The worldwide press freedom organisation said it had learned that he was now being held in Ouallam jail, in an area which it is difficult to access.

"The Nigerian authorities are now adding cruelty to injustice", the organisation said. "Not only is Tiémogo innocent, but he is sick and we demand that he receives the treatment he needs. This removal to a provincial prison is outrageous, and even more so since it takes him far from his family", it added.

Tiémogo, who was jailed last month on a charge of "discrediting a judicial decision", was taken to hospital on 23 August with acute malaria.

18.08.2009 - Newspaper publisher gets three months in jail for criticising arrest warrant

Reporters Without Borders condemns the three-month jail sentence which a Niamey court passed today on Abdoulaye Tiémogo, the publisher of the independent weekly Le Canard déchaîné, on a charge of "discrediting a judicial decision."

"It is the decision to sentence a journalist to imprisonment that discredits Niger's judicial system," Reporters Without Borders said. "This comes just two weeks after eight newspaper publishers were detained for questioning. How far are the authorities prepared to go to prevent independent journalists from doing their work?"

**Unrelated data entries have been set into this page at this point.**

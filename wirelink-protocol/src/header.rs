//! Fixed-width frame header codec.
//!
//! Header layout (26 bytes, little-endian):
//!
//! ```text
//! +---------+-----------------+-------------+--------------+----------+
//! | version | header_checksum | compression | payload_size |   meta   |
//! | 1 byte  |     4 bytes     |   1 byte    |   4 bytes    | 4 bytes  |
//! +---------+-----------------+-------------+--------------+----------+
//! | correlation_id | payload_checksum | payload                       |
//! |    4 bytes     |     8 bytes      | payload_size bytes            |
//! +----------------+------------------+-------------------------------+
//! ```
//!
//! `header_checksum` is a CRC32C over the version byte followed by bytes
//! [5..26) of the header. `payload_checksum` is a CRC32C of the on-wire
//! payload (post-compression), zero-extended into the 64-bit field. `meta`
//! carries the method id on requests and the status code on responses.

use crate::error::ProtocolError;
use crate::{MAX_PAYLOAD_SIZE, PROTOCOL_VERSION};
use bytes::{Buf, BufMut};

/// Size of the frame header in bytes.
pub const HEADER_SIZE: usize = 26;

/// Payload compression codec.
#[derive(Debug, Clone, Copy, Default, PartialEq, Eq)]
pub enum Compression {
    #[default]
    None,
    Zstd,
}

impl Compression {
    pub fn to_wire(self) -> u8 {
        match self {
            Compression::None => 0,
            Compression::Zstd => 1,
        }
    }

    pub fn from_wire(byte: u8) -> Result<Self, ProtocolError> {
        match byte {
            0 => Ok(Compression::None),
            1 => Ok(Compression::Zstd),
            other => Err(ProtocolError::UnknownCompression(other)),
        }
    }
}

/// Response status codes carried in the `meta` field.
///
/// These codes are part of the protocol contract and must remain stable.
#[derive(Debug, Clone, Copy, PartialEq, Eq)]
pub enum Status {
    Success,
    MethodNotFound,
    RequestTimeout,
    ServerError,
    /// Reserved code; treated as a server error by clients.
    Unknown(u32),
}

impl Status {
    pub fn from_wire(meta: u32) -> Self {
        match meta {
            0 => Status::Success,
            1 => Status::MethodNotFound,
            2 => Status::RequestTimeout,
            3 => Status::ServerError,
            other => Status::Unknown(other),
        }
    }

    pub fn to_wire(self) -> u32 {
        match self {
            Status::Success => 0,
            Status::MethodNotFound => 1,
            Status::RequestTimeout => 2,
            Status::ServerError => 3,
            Status::Unknown(code) => code,
        }
    }
}

/// A parsed frame header.
#[derive(Debug, Clone, Copy)]
pub struct Header {
    pub version: u8,
    pub compression: Compression,
    pub payload_size: u32,
    pub meta: u32,
    pub correlation_id: u32,
    pub payload_checksum: u64,
}

impl Header {
    /// Encodes the header, computing the header checksum.
    pub fn encode(&self) -> [u8; HEADER_SIZE] {
        let mut buf = [0u8; HEADER_SIZE];
        buf[0] = self.version;
        // bytes [1..5) are the checksum, filled last
        let mut rest = &mut buf[5..];
        rest.put_u8(self.compression.to_wire());
        rest.put_u32_le(self.payload_size);
        rest.put_u32_le(self.meta);
        rest.put_u32_le(self.correlation_id);
        rest.put_u64_le(self.payload_checksum);

        let checksum = header_checksum(&buf);
        buf[1..5].copy_from_slice(&checksum.to_le_bytes());
        buf
    }

    /// Decodes and validates a header from exactly [`HEADER_SIZE`] bytes.
    pub fn decode(buf: &[u8; HEADER_SIZE]) -> Result<Self, ProtocolError> {
        let expected = u32::from_le_bytes([buf[1], buf[2], buf[3], buf[4]]);
        let actual = header_checksum(buf);
        if expected != actual {
            return Err(ProtocolError::CorruptHeader { expected, actual });
        }

        let version = buf[0];
        if version != PROTOCOL_VERSION {
            return Err(ProtocolError::UnsupportedVersion(version));
        }

        let mut rest = &buf[5..];
        let compression = Compression::from_wire(rest.get_u8())?;
        let payload_size = rest.get_u32_le();
        let meta = rest.get_u32_le();
        let correlation_id = rest.get_u32_le();
        let payload_checksum = rest.get_u64_le();

        if payload_size > MAX_PAYLOAD_SIZE {
            return Err(ProtocolError::PayloadTooLarge {
                size: payload_size,
                max: MAX_PAYLOAD_SIZE,
            });
        }

        Ok(Self {
            version,
            compression,
            payload_size,
            meta,
            correlation_id,
            payload_checksum,
        })
    }

    /// Interprets the `meta` field as a response status.
    pub fn status(&self) -> Status {
        Status::from_wire(self.meta)
    }
}

/// CRC32C over the version byte and bytes [5..26) of the header.
fn header_checksum(buf: &[u8; HEADER_SIZE]) -> u32 {
    let crc = crc32c::crc32c(&buf[..1]);
    crc32c::crc32c_append(crc, &buf[5..])
}

/// CRC32C of the payload, zero-extended into the 64-bit wire field.
pub(crate) fn payload_checksum(payload: &[u8]) -> u64 {
    crc32c::crc32c(payload) as u64
}

#[cfg(test)]
mod tests {
    use super::*;

    fn sample() -> Header {
        Header {
            version: PROTOCOL_VERSION,
            compression: Compression::None,
            payload_size: 128,
            meta: 42,
            correlation_id: 7,
            payload_checksum: 0xDEAD_BEEF,
        }
    }

    #[test]
    fn test_header_roundtrip() {
        let encoded = sample().encode();
        let decoded = Header::decode(&encoded).unwrap();

        assert_eq!(decoded.version, PROTOCOL_VERSION);
        assert_eq!(decoded.compression, Compression::None);
        assert_eq!(decoded.payload_size, 128);
        assert_eq!(decoded.meta, 42);
        assert_eq!(decoded.correlation_id, 7);
        assert_eq!(decoded.payload_checksum, 0xDEAD_BEEF);
    }

    #[test]
    fn test_any_flipped_bit_is_detected() {
        let encoded = sample().encode();

        for byte in 0..HEADER_SIZE {
            let mut corrupted = encoded;
            corrupted[byte] ^= 0x01;
            let result = Header::decode(&corrupted);
            assert!(
                matches!(result, Err(ProtocolError::CorruptHeader { .. })),
                "flip at byte {} went undetected",
                byte
            );
        }
    }

    #[test]
    fn test_unsupported_version() {
        let mut header = sample();
        header.version = 9;
        let encoded = header.encode();
        // Checksum is valid (it covers the version byte), so the version
        // check itself must reject the frame.
        let result = Header::decode(&encoded);
        assert!(matches!(result, Err(ProtocolError::UnsupportedVersion(9))));
    }

    #[test]
    fn test_unknown_compression() {
        let mut encoded = sample().encode();
        encoded[5] = 9;
        // Re-seal the checksum so only the codec byte is at fault.
        let crc = crc32c::crc32c(&encoded[..1]);
        let crc = crc32c::crc32c_append(crc, &encoded[5..]);
        encoded[1..5].copy_from_slice(&crc.to_le_bytes());

        let result = Header::decode(&encoded);
        assert!(matches!(result, Err(ProtocolError::UnknownCompression(9))));
    }

    #[test]
    fn test_oversized_payload_rejected() {
        let mut header = sample();
        header.payload_size = MAX_PAYLOAD_SIZE + 1;
        let encoded = header.encode();
        let result = Header::decode(&encoded);
        assert!(matches!(result, Err(ProtocolError::PayloadTooLarge { .. })));
    }

    #[test]
    fn test_status_codes() {
        assert_eq!(Status::from_wire(0), Status::Success);
        assert_eq!(Status::from_wire(1), Status::MethodNotFound);
        assert_eq!(Status::from_wire(2), Status::RequestTimeout);
        assert_eq!(Status::from_wire(3), Status::ServerError);
        assert_eq!(Status::from_wire(77), Status::Unknown(77));

        for code in [0u32, 1, 2, 3, 77] {
            assert_eq!(Status::from_wire(code).to_wire(), code);
        }
    }

    #[test]
    fn test_compression_codes() {
        assert_eq!(Compression::from_wire(0).unwrap(), Compression::None);
        assert_eq!(Compression::from_wire(1).unwrap(), Compression::Zstd);
        assert!(matches!(
            Compression::from_wire(2),
            Err(ProtocolError::UnknownCompression(2))
        ));
    }
}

Tiémogo, who is being held in a Niamey prison, has appealed against the sentence. The trial began on 11 August, six days after he was arrested over an article several weeks earlier about a prosecutor's decision to issue an international arrest warrant for former Prime Minister Hama Amadou on a charge of corruption.

The political situation in Niger is fraught as a result of President Mamadou Tandja's decision to hold a referendum on a constitutional amendment that would allow him to run for a third term. On 29 June, he dissolved the constitutional court after it rejected his referendum project three times.

On 14 August, a new constitutional court endorsed the results of the referendum finally held on 4 August, thereby proclaiming a "6th Republic" and allowing Tandja to remain in power for another three years before running for reelection.